(Task description)
Work through the data below line by line and say how many lines hold "VerifyFailed"; give only the number.

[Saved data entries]
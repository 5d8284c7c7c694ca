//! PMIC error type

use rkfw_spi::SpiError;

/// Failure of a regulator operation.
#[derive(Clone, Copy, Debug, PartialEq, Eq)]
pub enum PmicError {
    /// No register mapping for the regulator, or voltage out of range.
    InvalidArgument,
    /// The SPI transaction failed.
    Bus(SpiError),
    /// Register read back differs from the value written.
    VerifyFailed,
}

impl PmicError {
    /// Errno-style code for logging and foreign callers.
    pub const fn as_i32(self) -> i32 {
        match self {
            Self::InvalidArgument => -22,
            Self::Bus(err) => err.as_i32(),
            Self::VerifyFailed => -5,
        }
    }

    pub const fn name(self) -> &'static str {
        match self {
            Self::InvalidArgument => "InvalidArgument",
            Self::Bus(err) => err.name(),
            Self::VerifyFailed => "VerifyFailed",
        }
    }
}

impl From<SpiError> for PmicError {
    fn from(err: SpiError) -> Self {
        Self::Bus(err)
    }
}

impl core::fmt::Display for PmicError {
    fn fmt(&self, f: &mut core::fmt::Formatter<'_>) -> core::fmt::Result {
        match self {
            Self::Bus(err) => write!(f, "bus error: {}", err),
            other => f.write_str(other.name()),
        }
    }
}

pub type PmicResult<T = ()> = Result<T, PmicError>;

---

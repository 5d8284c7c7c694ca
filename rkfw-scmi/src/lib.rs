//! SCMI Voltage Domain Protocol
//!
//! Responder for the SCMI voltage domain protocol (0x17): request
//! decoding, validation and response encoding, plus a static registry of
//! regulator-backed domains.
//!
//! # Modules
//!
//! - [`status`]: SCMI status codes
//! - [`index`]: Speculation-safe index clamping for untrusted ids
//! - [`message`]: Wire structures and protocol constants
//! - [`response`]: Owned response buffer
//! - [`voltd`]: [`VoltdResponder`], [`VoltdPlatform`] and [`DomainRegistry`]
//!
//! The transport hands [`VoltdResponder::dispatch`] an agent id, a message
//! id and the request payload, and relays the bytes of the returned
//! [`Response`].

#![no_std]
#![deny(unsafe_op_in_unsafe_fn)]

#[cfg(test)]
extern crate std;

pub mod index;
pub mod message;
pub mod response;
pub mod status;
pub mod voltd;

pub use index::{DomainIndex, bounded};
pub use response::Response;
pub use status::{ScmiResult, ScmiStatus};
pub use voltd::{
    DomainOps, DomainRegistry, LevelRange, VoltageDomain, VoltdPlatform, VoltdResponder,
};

(Response below)
3